When these thoughts were entering my head it brought me back to a very dark spot that I had covered up for a long time. It reminded me of my trip to Auschwitz, the Nazi concentration camp in Poland where possibly millions of Jews were killed by means of gas chambers. As a college student I studied the Holocaust in Poland, and we concluded our studies with a trip to Auschwitz. It was a day that will forever shape my life. The entire tour was a heart wrenching experience for me. My hands and knees shook, I could not stop sweating, and tears pooled in my eyes and ran down my face continuously. I could feel the presence of evil in that place. Towards the end of the tour I approached what looked like a concrete shed sunk in to the ground. I knew what it was at first glance, but I tried not to think about it. I wanted to experience it, and if I thought too much I would have fled. As I walked down the couple of rotting steps into the dark, cold, musky room my legs almost fell out from under me. I went to find support on a wall but instead found images that haunt me. The claw marks of innocent Jews trying to escape something that they knew was wrong, but had no idea where to turn for truth. Lies were all they were told, there was no hope for future once they entered that chamber. Water would not come from the shower heads above them. Even as I write this now my chest tightens, and I feel the darkness that was so present there.

People need to have hope to let go of the reigns. They need to have faith that, because of their loss of control, they will find comfort. I was asked by a leader of another faith based organization why I want to help people. My answer was that I have seen the darkness in the world and it tried to drown out all of the light. I had to search long and hard to find a flicker of light to start the fire in my heart again. I want to make it easier for others to find light in this world that seems pitch black so often. I believe that is what faith based organizations are trying to do in our communities that are ravaged by disaster, and I know it is what we, as Young Life leaders, were trying to do at West High School.

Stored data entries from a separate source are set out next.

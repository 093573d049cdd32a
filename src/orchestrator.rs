//! Top-level orchestrator (§4.K): wires folders, the index factory, the
//! diff engine, the policy engine, and the scheduler into the three
//! subcommands the CLI exposes — `sync`, `validate-index`, and
//! `upload-index`.
//!
//! Grounded on the teacher's `main.rs` command dispatch and
//! `core/copier.rs`'s `CopyEngine::execute` shape: build the work list,
//! run it in parallel, summarize. Generalized here into scan (via E/F),
//! diff (G), plan (H), schedule (J), report.

use crate::action::ActionContext;
use crate::config::{Direction, RunConfig, RunMode};
use crate::core::Scheduler;
use crate::error::{Result, SyncError};
use crate::folder::{Folder, LocalFolder, SecureFolder};
use crate::index::{IndexFactory, SecureIndex};
use crate::progress::ProgressReporter;
use crate::remote::s3::S3RemoteStore;
use crate::remote::RemoteStore;
use crate::stream::crypto::CryptoKey;
use crate::stream::gzip::{GzipCompressStream, GzipDecompressStream};
use crate::stream::pull::{PullRead, ReaderSource, SliceSource};
use crate::stream::EncryptStream;
use crate::sync::{diff_folders, plan, PolicyConfig, SyncDirection};
use std::path::{Path, PathBuf};
use std::sync::atomic::AtomicBool;
use std::sync::Arc;

/// The local index file's fixed name within the local root (§4.F). Kept
/// outside the synced tree via the same `.securesync-` prefix the
/// action runner uses for its upload temp directory.
const INDEX_FILE_NAME: &str = ".securesync-index.db";

/// Runs whichever subcommand `config.mode` selects, returning the exit
/// code the CLI should use (§6: 0 on success, 1 on any unhandled error).
pub async fn run(config: RunConfig, reporter: Arc<ProgressReporter>) -> Result<()> {
    match config.mode.clone() {
        RunMode::Sync => run_sync(config, reporter).await,
        RunMode::ValidateIndex(path) => run_validate_index(config, path).await,
        RunMode::UploadIndex(path) => run_upload_index(config, path).await,
    }
}

async fn build_remote(config: &RunConfig) -> Arc<dyn RemoteStore> {
    let bucket = config.bucket.clone();
    let endpoint = config.endpoint_url.clone();
    Arc::new(S3RemoteStore::from_env(bucket, endpoint).await) as Arc<dyn RemoteStore>
}

async fn run_sync(config: RunConfig, reporter: Arc<ProgressReporter>) -> Result<()> {
    let local = LocalFolder::new(&config.local_root)?;
    local.ensure_present()?;

    let runtime = tokio::runtime::Handle::current();
    let remote = build_remote(&config).await;

    let local_index_path = local_index_path(&config.local_root);
    let factory = IndexFactory::new(
        remote.as_ref(),
        &local_index_path,
        config.bucket.clone(),
        config.salts.clone(),
        config.passphrase.clone(),
        config.test_mode,
    );
    let opened = factory.create_index().await?;

    reporter.set_status("scanning");
    let secure = SecureFolder::new(config.remote_folder.clone(), Arc::clone(&opened.index));

    let (src_files, dst_files, src_folder, dst_folder): (_, _, &dyn Folder, &dyn Folder) =
        match config.direction {
            Direction::Upload => (
                local.all_files(&reporter)?,
                secure.all_files(&reporter)?,
                &local,
                &secure,
            ),
            Direction::Download => (
                secure.all_files(&reporter)?,
                local.all_files(&reporter)?,
                &secure,
                &local,
            ),
        };

    let filtered_src = apply_filters(src_files, &config.include, &config.exclude)?;
    let filtered_dst = apply_filters(dst_files, &config.include, &config.exclude)?;

    let pairs = diff_folders(filtered_src, filtered_dst);
    let direction = match config.direction {
        Direction::Upload => SyncDirection::Upload,
        Direction::Download => SyncDirection::Download,
    };
    let policy_cfg = PolicyConfig {
        direction,
        keep: config.keep,
        comparison_level: config.comparison_level,
        large_file_threshold: config.large_file_threshold,
    };
    let bundles = plan(pairs, src_folder, dst_folder, &policy_cfg)?;

    let total_files: u64 = bundles.iter().map(|b| b.len() as u64).sum();
    let total_bytes: u64 = bundles
        .iter()
        .flat_map(|b| b.iter())
        .map(|a| a.bytes())
        .sum();
    reporter.set_total_files(total_files);
    reporter.set_total_bytes(total_bytes);
    reporter.set_status("syncing");

    let shutdown = Arc::new(AtomicBool::new(false));
    let ctx = Arc::new(ActionContext {
        remote: Arc::clone(&remote),
        index: Arc::clone(&opened.index),
        salts: config.salts.clone(),
        passphrase: config.passphrase.clone(),
        local_root: config.local_root.clone(),
        large_file_threshold: config.large_file_threshold,
        test_mode: config.test_mode,
        reporter: Arc::clone(&reporter),
        shutdown: Arc::clone(&shutdown),
        runtime: runtime.clone(),
    });

    let scheduler = Scheduler::new(config.workers, Arc::clone(&ctx), config.dry_run);
    for bundle in bundles {
        scheduler.submit(bundle).await?;
    }
    let run_result = scheduler.finish();

    factory
        .store_index(&opened.index, opened.force_upload)
        .await?;

    match &run_result {
        Ok(()) => reporter.finish_success("sync complete"),
        Err(e) => reporter.finish_error(&e.to_string()),
    }
    run_result
}

/// Upper bound on objects fetched per `list_file_names` page while
/// reconciling the index against the bucket (§4.K `validate`). The
/// trait has no continuation-token concept (§6), so this is the whole
/// listing in one call.
const VALIDATE_LIST_LIMIT: usize = 100_000;

/// Reconciles the index at `path` against what the bucket actually
/// contains, grounded on
/// `original_source/index/index_verficiation.py::ValidateAndUpdateIndex`
/// (SPEC_FULL §4.K): every index row with a non-null `remote_name` is a
/// claim that some object exists; a row whose `(remote_name, remote_id)`
/// is not confirmed by the bucket listing no longer matches reality and
/// is dropped.
async fn run_validate_index(config: RunConfig, path: PathBuf) -> Result<()> {
    let index = SecureIndex::open(&path)?;
    let remote = build_remote(&config).await;
    tracing::info!(path = %path.display(), "validating index against bucket");
    reconcile_index_with_bucket(remote.as_ref(), &index, &config.remote_folder).await
}

/// Does the reconciliation work for `run_validate_index`, split out so
/// it can be exercised against an in-memory remote in tests without
/// building a real S3 client.
async fn reconcile_index_with_bucket(
    remote: &dyn RemoteStore,
    index: &SecureIndex,
    remote_folder: &str,
) -> Result<()> {
    let mut believed: std::collections::HashMap<String, crate::index::IndexEntry> = index
        .get_all()
        .into_iter()
        .filter_map(|entry| entry.remote_name.clone().map(|name| (name, entry)))
        .collect();

    tracing::info!(entries = believed.len(), "found files in index");

    let listed = remote
        .list_file_names(remote_folder, VALIDATE_LIST_LIMIT)
        .await?;
    for object in listed {
        let confirmed = believed
            .get(&object.name)
            .is_some_and(|indexed| indexed.remote_id.as_deref() == Some(object.id.as_str()));
        if confirmed {
            believed.remove(&object.name);
        }
    }

    tracing::info!(
        removing = believed.len(),
        "removing files that are no longer on the remote"
    );
    for (remote_name, entry) in &believed {
        tracing::info!(path = %entry.path, remote_name, "removing stale index row");
        index.remove(&entry.path);
    }
    index.flush()?;

    Ok(())
}

async fn run_upload_index(config: RunConfig, path: PathBuf) -> Result<()> {
    let remote = build_remote(&config).await;

    let plaintext = std::fs::read(&path).map_err(|e| SyncError::io(&path, e))?;
    let reader = ReaderSource::new(std::io::Cursor::new(plaintext));
    let compress = GzipCompressStream::new(reader);
    let key = CryptoKey::derive(&config.passphrase, &config.salts.fixed_salt)?;
    let mut encrypt = EncryptStream::new(compress, key);
    let ciphertext = encrypt.read_to_end()?;

    let local_mod_time = std::fs::metadata(&path)
        .and_then(|m| m.modified())
        .map(|t| {
            t.duration_since(std::time::UNIX_EPOCH)
                .unwrap_or_default()
                .as_millis() as i64
        })
        .unwrap_or(0);

    let remote_name = crate::secure_name::secure_name(
        &format!("{}/index", config.bucket),
        &config.salts,
    )?;
    remote
        .upload_with_mod_time(&ciphertext, &remote_name, local_mod_time)
        .await?;
    tracing::info!(path = %path.display(), remote_name, "uploaded index");
    Ok(())
}

fn local_index_path(local_root: &Path) -> PathBuf {
    local_root.join(INDEX_FILE_NAME)
}

/// Applies `--include`/`--exclude` regex filters: if `include` is
/// non-empty, an entity must match at least one; it must never match
/// any `exclude` pattern. Directories are never filtered out by
/// themselves — only their contents are, since a directory row is
/// needed for the walk to reach what is under it.
fn apply_filters(
    entities: Vec<crate::folder::PathEntity>,
    include: &[String],
    exclude: &[String],
) -> Result<Vec<crate::folder::PathEntity>> {
    if include.is_empty() && exclude.is_empty() {
        return Ok(entities);
    }

    let include_set = compile_patterns(include)?;
    let exclude_set = compile_patterns(exclude)?;

    Ok(entities
        .into_iter()
        .filter(|entity| {
            if entity.is_dir {
                return true;
            }
            if exclude_set.iter().any(|re| re.is_match(&entity.relative_path)) {
                return false;
            }
            include_set.is_empty() || include_set.iter().any(|re| re.is_match(&entity.relative_path))
        })
        .collect())
}

fn compile_patterns(patterns: &[String]) -> Result<Vec<regex::Regex>> {
    patterns
        .iter()
        .map(|p| regex::Regex::new(p).map_err(|e| SyncError::config(format!("invalid regex '{p}': {e}"))))
        .collect()
}

#[cfg(test)]
mod tests {
    use super::*;
    use crate::index::IndexEntry;
    use crate::remote::mock::InMemoryRemote;

    #[tokio::test]
    async fn confirmed_rows_survive_reconciliation() {
        let tmp = tempfile::tempdir().unwrap();
        let index = SecureIndex::open(tmp.path().join("index.db")).unwrap();
        // `InMemoryRemote::list_file_names` reports each object's id as
        // its name (it has no separate id-vs-name tracking), so a
        // confirmed row's `remote_id` must match the object name here.
        index.add_or_update(IndexEntry::new_file(
            "a.txt",
            6,
            1000,
            Some("hash".into()),
            Some("remote-a".into()),
            Some("remote-a".into()),
            crate::index::EntryStatus::Absent,
        ));

        let remote = InMemoryRemote::new();
        remote.seed("remote-a", b"ciphertext".to_vec(), 0);

        reconcile_index_with_bucket(&remote, &index, "").await.unwrap();

        assert!(index.get("a.txt").is_some());
    }

    #[tokio::test]
    async fn rows_absent_from_the_bucket_are_removed() {
        let tmp = tempfile::tempdir().unwrap();
        let index = SecureIndex::open(tmp.path().join("index.db")).unwrap();
        index.add_or_update(IndexEntry::new_file(
            "gone.txt",
            6,
            1000,
            Some("hash".into()),
            Some("id-1".into()),
            Some("remote-gone".into()),
            crate::index::EntryStatus::Absent,
        ));

        let remote = InMemoryRemote::new();

        reconcile_index_with_bucket(&remote, &index, "").await.unwrap();

        assert!(index.get("gone.txt").is_none());
    }

    #[tokio::test]
    async fn a_row_whose_remote_id_no_longer_matches_is_removed() {
        let tmp = tempfile::tempdir().unwrap();
        let index = SecureIndex::open(tmp.path().join("index.db")).unwrap();
        index.add_or_update(IndexEntry::new_file(
            "replaced.txt",
            6,
            1000,
            Some("hash".into()),
            Some("stale-id".into()),
            Some("remote-replaced".into()),
            crate::index::EntryStatus::Absent,
        ));

        let remote = InMemoryRemote::new();
        // An object exists under this name, but the index's recorded
        // `remote_id` ("stale-id") does not match what the bucket
        // listing reports for it, so the row is treated as no longer
        // trustworthy and removed rather than silently kept.
        remote
            .upload(b"new content", "remote-replaced")
            .await
            .unwrap();

        reconcile_index_with_bucket(&remote, &index, "").await.unwrap();

        assert!(index.get("replaced.txt").is_none());
    }

    #[tokio::test]
    async fn directory_rows_have_no_remote_name_and_are_left_alone() {
        let tmp = tempfile::tempdir().unwrap();
        let index = SecureIndex::open(tmp.path().join("index.db")).unwrap();
        index.add_or_update(IndexEntry::new_dir("sub/", 1000));

        let remote = InMemoryRemote::new();

        reconcile_index_with_bucket(&remote, &index, "").await.unwrap();

        assert!(index.get("sub/").is_some());
    }
}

Only when we have faith that something is bigger than us; that we are out of control in the first place; that we can have hope that there is a plan for our lives; can we truly begin to recover. Whether that recovery is from a natural disaster or from natural sin, we must give up control to faith. We must give up ourselves, everything we have, to God in order to give others hope that love can shine through the darkest shroud of fog that tries to envelope this world.

Philippians 3:7-11

“But whatever was to my profit I now consider loss for the sake of Christ. What is more, I consider everything a loss compared to the surpassing greatness of knowing Christ Jesus my Lord, for whose sake I have lost all things. I consider them rubbish, that I may gain Christ and be found in Him, not having a righteousness of my own that comes from the law, but that which is through faith in Christ – the righteousness that comes from God and is by faith. I want to know Christ and the power of His resurrection and the fellowship of sharing in his suffering, becoming like Him in His death, and so, somehow, to attain to the resurrection from the dead.”